Task to carry out: Of the entries below, return exactly those lines that fall between the one containing "Extent::single(first)" and the one containing "let entry = (n + 1) * 32;", the two end lines included.

[Stored data]
--------------------------------------------------
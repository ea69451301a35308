use crate::common::MemoryBlockDevice;
use bootmap::{BlockPointer, DiskType, Geometry, PointerFormat};

pub const KERNEL_ADDR: u64 = 0x10000;
pub const PARMFILE_ADDR: u64 = 0x1000;
pub const INITRD_ADDR: u64 = 0x80_0000;
pub const STAGE3_ADDR: u64 = 0xa000;
/// Stage 3 load PSW, addresses the kernel once masked
pub const KERNEL_PSW: u64 = 0x0008_0000_8001_0000;
/// PSW of the execute entry, jumps into stage 3
pub const STAGE3_PSW: u64 = 0x0008_0000_8000_a050;

pub const TYPE_EXECUTE: u8 = 0x01;
pub const TYPE_LOAD: u8 = 0x02;

/// Run of consecutive blocks: `count` additional blocks follow `block`
#[derive(Debug, Clone, Copy, PartialEq, Eq)]
pub struct Extent {
    pub block: u64,
    pub count: u16,
}

impl Extent {
    pub fn single(block: u64) -> Self {
        Self { block, count: 0 }
    }
}

/// Boot program with the usual zipl component layout
#[derive(Debug, Clone, Default)]
pub struct StandardProgram {
    pub kernel: Vec<u8>,
    pub initrd: Option<Vec<u8>>,
    pub parmfile: Option<Vec<u8>>,
    /// Blocks per extent when laying out component data
    pub extent_blocks: u64,
}

/// Lays out boot maps the way zipl writes them
pub struct BootmapBuilder {
    disk_type: DiskType,
    block_size: usize,
    geometry: Geometry,
    data: Vec<u8>,
    next_block: u64,
}

impl BootmapBuilder {
    pub fn new(disk_type: DiskType, block_size: usize, geometry: Geometry) -> Self {
        // block 0 holds the MBR (linear) or the IPL record (CHS); block 1 is
        // the DASD boot record at CHS(0, 0, 2)
        let next_block = if disk_type.is_chs() { 2 } else { 1 };
        Self {
            disk_type,
            block_size,
            geometry,
            data: vec![0u8; next_block as usize * block_size],
            next_block,
        }
    }

    pub fn scsi(block_size: usize) -> Self {
        Self::new(DiskType::Scsi, block_size, Geometry::default())
    }

    pub fn fba() -> Self {
        Self::new(DiskType::Fba, 512, Geometry::default())
    }

    pub fn eckd(block_size: usize, geometry: Geometry) -> Self {
        Self::new(DiskType::EckdCompatible, block_size, geometry)
    }

    pub fn disk_type(&self) -> DiskType {
        self.disk_type
    }

    pub fn geometry(&self) -> Geometry {
        self.geometry
    }

    pub fn block_size(&self) -> usize {
        self.block_size
    }

    pub fn format(&self) -> PointerFormat {
        self.disk_type.pointer_format().expect("bootable disk type")
    }

    /// Pointer value a reader should decode for `extent`
    pub fn pointer(&self, extent: Extent) -> BlockPointer {
        let size = self.block_size as u16;
        if self.disk_type.is_chs() {
            let (cyl, head, sec) = self.chs(extent.block);
            BlockPointer::Chs {
                cyl,
                head,
                sec,
                size,
                block_count: extent.count as u8,
            }
        } else {
            BlockPointer::Linear {
                block: extent.block,
                size,
                block_count: extent.count,
            }
        }
    }

    fn chs(&self, block: u64) -> (u16, u16, u8) {
        let sectors = u64::from(self.geometry.sectors);
        let heads = u64::from(self.geometry.heads);
        let sec = (block % sectors + 1) as u8;
        let head = ((block / sectors) % heads) as u16;
        let cyl = (block / (sectors * heads)) as u16;
        (cyl, head, sec)
    }

    /// Packed big-endian encoding of `extent`, all zero for `None`
    pub fn encode(&self, extent: Option<Extent>) -> Vec<u8> {
        let mut raw = vec![0u8; self.format().size()];
        let Some(extent) = extent else {
            return raw;
        };
        let size = self.block_size as u16;
        match self.format() {
            PointerFormat::Scsi => {
                raw[0..8].copy_from_slice(&extent.block.to_be_bytes());
                raw[8..10].copy_from_slice(&size.to_be_bytes());
                raw[10..12].copy_from_slice(&extent.count.to_be_bytes());
            }
            PointerFormat::Fba => {
                raw[0..4].copy_from_slice(&(extent.block as u32).to_be_bytes());
                raw[4..6].copy_from_slice(&size.to_be_bytes());
                raw[6..8].copy_from_slice(&extent.count.to_be_bytes());
            }
            PointerFormat::Eckd => {
                let (cyl, head, sec) = self.chs(extent.block);
                raw[0..2].copy_from_slice(&cyl.to_be_bytes());
                raw[2..4].copy_from_slice(&head.to_be_bytes());
                raw[4] = sec;
                raw[5..7].copy_from_slice(&size.to_be_bytes());
                raw[7] = extent.count as u8;
            }
        }
        raw
    }

    /// Reserve `blocks` consecutive blocks
    pub fn alloc(&mut self, blocks: u64) -> u64 {
        let first = self.next_block;
        self.next_block += blocks;
        self.data.resize(self.next_block as usize * self.block_size, 0);
        first
    }

    /// Copy `bytes` to the device starting at `block`
    pub fn write_at(&mut self, block: u64, bytes: &[u8]) {
        let offset = block as usize * self.block_size;
        if self.data.len() < offset + bytes.len() {
            self.data.resize(offset + bytes.len(), 0);
        }
        self.data[offset..offset + bytes.len()].copy_from_slice(bytes);
    }

    /// Store `data` in extents of `extent_blocks` blocks
    ///
    /// A spare block is left between extents so that no two extents are
    /// contiguous on disk.
    pub fn add_data(&mut self, data: &[u8], extent_blocks: u64) -> Vec<Extent> {
        let extent_len = extent_blocks as usize * self.block_size;
        let mut extents = Vec::new();
        for chunk in data.chunks(extent_len) {
            let blocks = chunk.len().div_ceil(self.block_size) as u64;
            let block = self.alloc(blocks);
            self.write_at(block, chunk);
            self.alloc(1);
            extents.push(Extent {
                block,
                count: (blocks - 1) as u16,
            });
        }
        extents
    }

    /// Write a chain of one-block segment tables addressing `extents`
    ///
    /// Returns the first table.
    pub fn add_segment_tables(&mut self, extents: &[Extent]) -> Extent {
        let ptr_size = self.format().size();
        let slots = self.block_size / ptr_size;
        let per_table = slots - 1;
        let tables = extents.len().div_ceil(per_table).max(1);
        let first = self.alloc(tables as u64);

        for table in 0..tables {
            let mut block = vec![0u8; self.block_size];
            let chunk = extents.iter().skip(table * per_table).take(per_table);
            for (slot, extent) in chunk.enumerate() {
                block[slot * ptr_size..(slot + 1) * ptr_size]
                    .copy_from_slice(&self.encode(Some(*extent)));
            }
            if table + 1 < tables {
                let next = Extent::single(first + table as u64 + 1);
                block[(slots - 1) * ptr_size..slots * ptr_size]
                    .copy_from_slice(&self.encode(Some(next)));
            }
            self.write_at(first + table as u64, &block);
        }
        Extent::single(first)
    }

    /// Store a component and return its first segment table
    pub fn add_component(&mut self, data: &[u8], extent_blocks: u64) -> Extent {
        let extents = self.add_data(data, extent_blocks);
        self.add_segment_tables(&extents)
    }

    /// Write a component table with `(segment table, type, address)` entries
    pub fn add_component_table(
        &mut self,
        opt: u8,
        entries: &[(Option<Extent>, u8, u64)],
    ) -> Extent {
        let mut block = vec![0u8; self.block_size];
        block[0..4].copy_from_slice(b"zIPL");
        block[4] = opt;
        for (n, (ptr, kind, address)) in entries.iter().enumerate() {
            let entry = (n + 1) * 32;
            let raw = self.encode(*ptr);
            block[entry..entry + raw.len()].copy_from_slice(&raw);
            block[entry + 23] = *kind;
            block[entry + 24..entry + 32].copy_from_slice(&address.to_be_bytes());
        }
        let table = self.alloc(1);
        self.write_at(table, &block);
        Extent::single(table)
    }

    /// Stage 3 loader image carrying the parameter block
    pub fn stage3_image(
        parm_addr: u64,
        initrd_addr: u64,
        initrd_len: u64,
        load_psw: u64,
    ) -> Vec<u8> {
        let mut image = vec![0u8; 512];
        image[0..8].copy_from_slice(&parm_addr.to_be_bytes());
        image[8..16].copy_from_slice(&initrd_addr.to_be_bytes());
        image[16..24].copy_from_slice(&initrd_len.to_be_bytes());
        image[24..32].copy_from_slice(&load_psw.to_be_bytes());
        image[32..].fill(0xc3);
        image
    }

    /// Lay out `program` and return its component table
    pub fn add_standard_program(&mut self, program: &StandardProgram) -> Extent {
        let extent_blocks = program.extent_blocks.max(1);
        let mut entries = Vec::new();

        let kernel = self.add_component(&program.kernel, extent_blocks);
        entries.push((Some(kernel), TYPE_LOAD, KERNEL_ADDR));

        let mut parm_addr = 0;
        if let Some(parmfile) = &program.parmfile {
            let ptr = self.add_component(parmfile, extent_blocks);
            entries.push((Some(ptr), TYPE_LOAD, PARMFILE_ADDR));
            parm_addr = PARMFILE_ADDR;
        }

        let (mut initrd_addr, mut initrd_len) = (0, 0);
        if let Some(initrd) = &program.initrd {
            let ptr = self.add_component(initrd, extent_blocks);
            entries.push((Some(ptr), TYPE_LOAD, INITRD_ADDR));
            initrd_addr = INITRD_ADDR;
            initrd_len = initrd.len() as u64;
        }

        let stage3 = Self::stage3_image(parm_addr, initrd_addr, initrd_len, KERNEL_PSW);
        let stage3 = self.add_component(&stage3, 1);
        entries.push((Some(stage3), TYPE_LOAD, STAGE3_ADDR));
        entries.push((None, TYPE_EXECUTE, STAGE3_PSW));

        self.add_component_table(0, &entries)
    }

    /// Write program table and boot record and produce the device
    pub fn build(mut self, programs: &[Option<Extent>]) -> MemoryBlockDevice {
        let ptr_size = self.format().size();
        let mut table = vec![0u8; self.block_size];
        table[0..4].copy_from_slice(b"zIPL");
        for (n, program) in programs.iter().enumerate() {
            let slot = (n + 1) * ptr_size;
            table[slot..slot + ptr_size].copy_from_slice(&self.encode(*program));
        }
        let table_block = self.alloc(1);
        self.write_at(table_block, &table);
        self.set_program_table(Extent::single(table_block));

        if self.disk_type.is_chs() {
            let geo = self.geometry;
            let blocks = u64::from(geo.heads) * u64::from(geo.sectors) * u64::from(geo.cylinders);
            assert!(self.next_block <= blocks, "boot map exceeds disk geometry");
            self.data.resize(blocks as usize * self.block_size, 0);
        } else {
            // spare block so that the device end is never hit by accident
            self.alloc(1);
        }
        MemoryBlockDevice::new(self.data, self.block_size)
    }

    /// Point the boot record at `table`
    pub fn set_program_table(&mut self, table: Extent) {
        let raw = self.encode(Some(table));
        if self.disk_type.is_chs() {
            let mut record = vec![0u8; self.block_size];
            record[0..4].copy_from_slice(b"\xc9\xd7\xd3\xf1"); // "IPL1" in EBCDIC
            record[4..4 + raw.len()].copy_from_slice(&raw);
            self.write_at(1, &record);
        } else {
            let mut mbr = vec![0u8; self.block_size];
            mbr[0..4].copy_from_slice(b"zIPL");
            mbr[16..16 + raw.len()].copy_from_slice(&raw);
            mbr[510] = 0x55;
            mbr[511] = 0xAA;
            self.write_at(0, &mbr);
        }
    }
}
--------------------------------------------------
Your solution:
        Extent::single(first)
    }

    /// Store a component and return its first segment table
    pub fn add_component(&mut self, data: &[u8], extent_blocks: u64) -> Extent {
        let extents = self.add_data(data, extent_blocks);
        self.add_segment_tables(&extents)
    }

    /// Write a component table with `(segment table, type, address)` entries
    pub fn add_component_table(
        &mut self,
        opt: u8,
        entries: &[(Option<Extent>, u8, u64)],
    ) -> Extent {
        let mut block = vec![0u8; self.block_size];
        block[0..4].copy_from_slice(b"zIPL");
        block[4] = opt;
        for (n, (ptr, kind, address)) in entries.iter().enumerate() {
            let entry = (n + 1) * 32;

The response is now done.